Son olarak Cumhurbaşkanlığı Sistemi döneminin kişi başına gelir ortalamalarına bakalım. 2018 yılında kişi başına gayrı safi yurt içi hasılamız 46 bin 167 liraymış. İki yıl sonra, 2020 yılında kişi başı hasılamız 60 bin 537 liraya yükselmiş. Artış oranı yüzde 31. Ama unutmayın, aynı dönemde ciddi bir enflasyon da yaşadık. Dolar bazında baktığımızda, 2018’de kişi başı gelirin 9 bin 792 dolar olduğunu, 2020’de bu rakamın 8 bin 599 dolara düştüğünü görüyoruz. Yani dolar cinsinden yüzde 12.2 fakirleşmişiz iki yılda. Dolar kurundaki artışın enflasyonun iki katına yakın olduğu varsayımıyla baksak, TL bazında da yüzde 5-6 civarında fakirleştiğimizi görürüz.
Bu dört temel ekonomik göstergedeki vahim kötü gidişin üzerine salgın yönetiminde yapılan bariz hataları, aşılamanın hala çok eksik olmasını, belki bu eksiklik yüzünden yaz aylarında turizm gelirlerini kaybetme olasılığımızı vs düşününce, insan işlerin gelecekte Cumhurbaşkanı Erdoğan’a seçim kazandıracak kadar düzeleceğine dair iyimserlik besleyemez hale geliyor.
Muhalif çevrelerde genel kanaat, Cumhurbaşkanı Erdoğan’ın bu vahim durumu gördüğü için çareyi kültürel kamplaşmada aradığı yönünde.
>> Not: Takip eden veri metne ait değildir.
//! The 64-byte identification block at the start of every MDF file.
//!
//! The id block is the only structure read before the schema family is
//! known. Its own multi-byte fields are always little-endian; the byte-order
//! flag it carries governs the rest of the file (3.x only — 4.x files are
//! little-endian throughout).

use std::io::Read;

use tracing::{debug, warn};

use crate::error::{Result, SortError};
use crate::schema::{Endian, Family};

/// Fixed size of the identification block.
pub const ID_BLOCK_LEN: usize = 64;

pub const MAGIC: &[u8; 8] = b"MDF     ";

/// Parsed identification block. `raw` keeps the verbatim bytes so the writer
/// can copy the block unchanged.
#[derive(Debug, Clone)]
pub struct IdBlock {
    pub raw: [u8; ID_BLOCK_LEN],
    pub version: u16,
    pub version_str: String,
    pub family: Family,
    pub endian: Endian,
}

impl IdBlock {
    /// Read and validate the identification block.
    ///
    /// Versions 300..=399 select the 3.x schema family (byte-order flag
    /// honored), 400..=411 the 4.x family. Anything else is rejected before
    /// any output is attempted.
    pub fn read<R: Read>(reader: &mut R) -> Result<Self> {
        let mut raw = [0u8; ID_BLOCK_LEN];
        reader.read_exact(&mut raw)?;

        if &raw[0..8] != MAGIC {
            return Err(SortError::InvalidMagic);
        }

        let version_str: String = raw[8..16]
            .iter()
            .take_while(|&&b| b != 0)
            .map(|&b| b as char)
            .collect();

        // Id-block fields are little-endian regardless of the file flag.
        let order_flag = u16::from_le_bytes([raw[24], raw[25]]);
        let version = u16::from_le_bytes([raw[28], raw[29]]);

        let (family, endian) = match version {
            300..=399 => {
                let endian = if order_flag != 0 { Endian::Big } else { Endian::Little };
                (Family::V3, endian)
            }
            400..=411 => (Family::V4, Endian::Little),
            _ => return Err(SortError::UnsupportedVersion { version }),
        };

        if version == 330 {
            let code_page = u16::from_le_bytes([raw[30], raw[31]]);
            if code_page != 0 {
                warn!(code_page, "code page declared in id block is ignored, ISO-8859-1 assumed");
            }
        }

        debug!(version, %version_str, ?family, ?endian, "identified MDF file");

        Ok(Self { raw, version, version_str, family, endian })
    }
}

#[cfg(test)]
mod tests {
    use super::*;
    use std::io::Cursor;

    fn id_bytes(version: u16, order_flag: u16) -> [u8; ID_BLOCK_LEN] {
        let mut raw = [0u8; ID_BLOCK_LEN];
        raw[0..8].copy_from_slice(MAGIC);
        raw[8..11].copy_from_slice(b"3.3");
        raw[24..26].copy_from_slice(&order_flag.to_le_bytes());
        raw[28..30].copy_from_slice(&version.to_le_bytes());
        raw
    }

    #[test]
    fn accepts_v3_little_endian() {
        let id = IdBlock::read(&mut Cursor::new(id_bytes(330, 0))).unwrap();
        assert_eq!(id.family, Family::V3);
        assert_eq!(id.endian, Endian::Little);
        assert_eq!(id.version, 330);
    }

    #[test]
    fn accepts_v3_big_endian_flag() {
        let id = IdBlock::read(&mut Cursor::new(id_bytes(300, 1))).unwrap();
        assert_eq!(id.endian, Endian::Big);
    }

    #[test]
    fn accepts_v4() {
        let id = IdBlock::read(&mut Cursor::new(id_bytes(410, 0))).unwrap();
        assert_eq!(id.family, Family::V4);
        assert_eq!(id.endian, Endian::Little);
    }

    #[test]
    fn rejects_bad_magic() {
        let mut raw = id_bytes(330, 0);
        raw[0] = b'X';
        assert!(matches!(
            IdBlock::read(&mut Cursor::new(raw)),
            Err(SortError::InvalidMagic)
        ));
    }

    #[test]
    fn rejects_out_of_range_versions() {
        for v in [212u16, 299, 412, 500] {
            assert!(matches!(
                IdBlock::read(&mut Cursor::new(id_bytes(v, 0))),
                Err(SortError::UnsupportedVersion { version }) if version == v
            ));
        }
    }
}
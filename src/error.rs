use std::io;
use thiserror::Error;

/// The primary error type for all operations in this crate.
///
/// Recoverable data loss (fewer records found in a section than the channel
/// groups declare) is deliberately *not* an error: counts are trimmed and the
/// event is logged. Everything here aborts the run as a whole.
#[derive(Error, Debug)]
pub enum SortError {
    /// The identification block does not start with the MDF magic string.
    #[error("not an MDF file: identification magic mismatch")]
    InvalidMagic,

    /// The numeric version in the identification block is outside 300..=411.
    #[error("unsupported MDF version {version}")]
    UnsupportedVersion { version: u16 },

    /// Two different parents resolved the same file address into two blocks.
    #[error("duplicate block at address {addr:#x}")]
    DuplicateAddress { addr: u64 },

    /// A tag/version combination has no schema entry.
    #[error("no schema entry for block tag '{tag}'")]
    UnknownTag { tag: String },

    /// A non-zero record identifier that no channel group registered.
    #[error("record id {id} at section offset {offset:#x} is not registered to any channel group")]
    UnknownRecordId { id: u64, offset: u64 },

    /// Structural corruption that is not worth its own variant.
    #[error("corrupt structure: {0}")]
    Corrupt(String),

    /// Caller error: bad flag combination for the given file.
    #[error("usage error: {0}")]
    Usage(String),

    #[error("I/O error: {0}")]
    Io(#[from] io::Error),
}

pub type Result<T> = std::result::Result<T, SortError>;
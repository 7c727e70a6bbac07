pub mod error;
pub mod ident;
pub mod schema;
pub mod graph;
pub mod provider;
pub mod resolver;
pub mod demux;
pub mod pipeline;
pub mod process;

pub use error::{Result, SortError};
pub use ident::IdBlock;
pub use process::{inspect_file, sort_file, Report, SortOptions, Summary};
pub use resolver::{resolve, Resolution};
Onlar Erdoğan’ı “kutuplaşmayı arttırmak”la itham ediyorlar ama son gelen bazı araştırmalarda “Erdoğan’a hiçbir biçimde oy vermem” diyenlerin oranının yüzde 60’a dayanmış olması, muhalefetin beslediği kutuplaşma olan “Erdoğan nefreti”nin artık çok daha güçlü olduğu bilgisini bize iletiyor. Eğer öyleyse, kutuplaşmanın temelinde yer aldığı söylenen milli/dini/kültürel kimlik bölünmesinin ötesine geçen, bu bölünmeyi geride bırakan bir yeni ayrışmamız var demektir.
Erdoğan’ın ülkeyi son 5 yıldır olduğu gibi yönetmesinin pek de mümkün olamayacağı yeni bir döneme giriyoruz. Belki, Erdoğan’ın “soykırım” diyen ABD Başkanına verdiği ve “yumuşak” bulunan tepkiyi böyle okumak gerekir.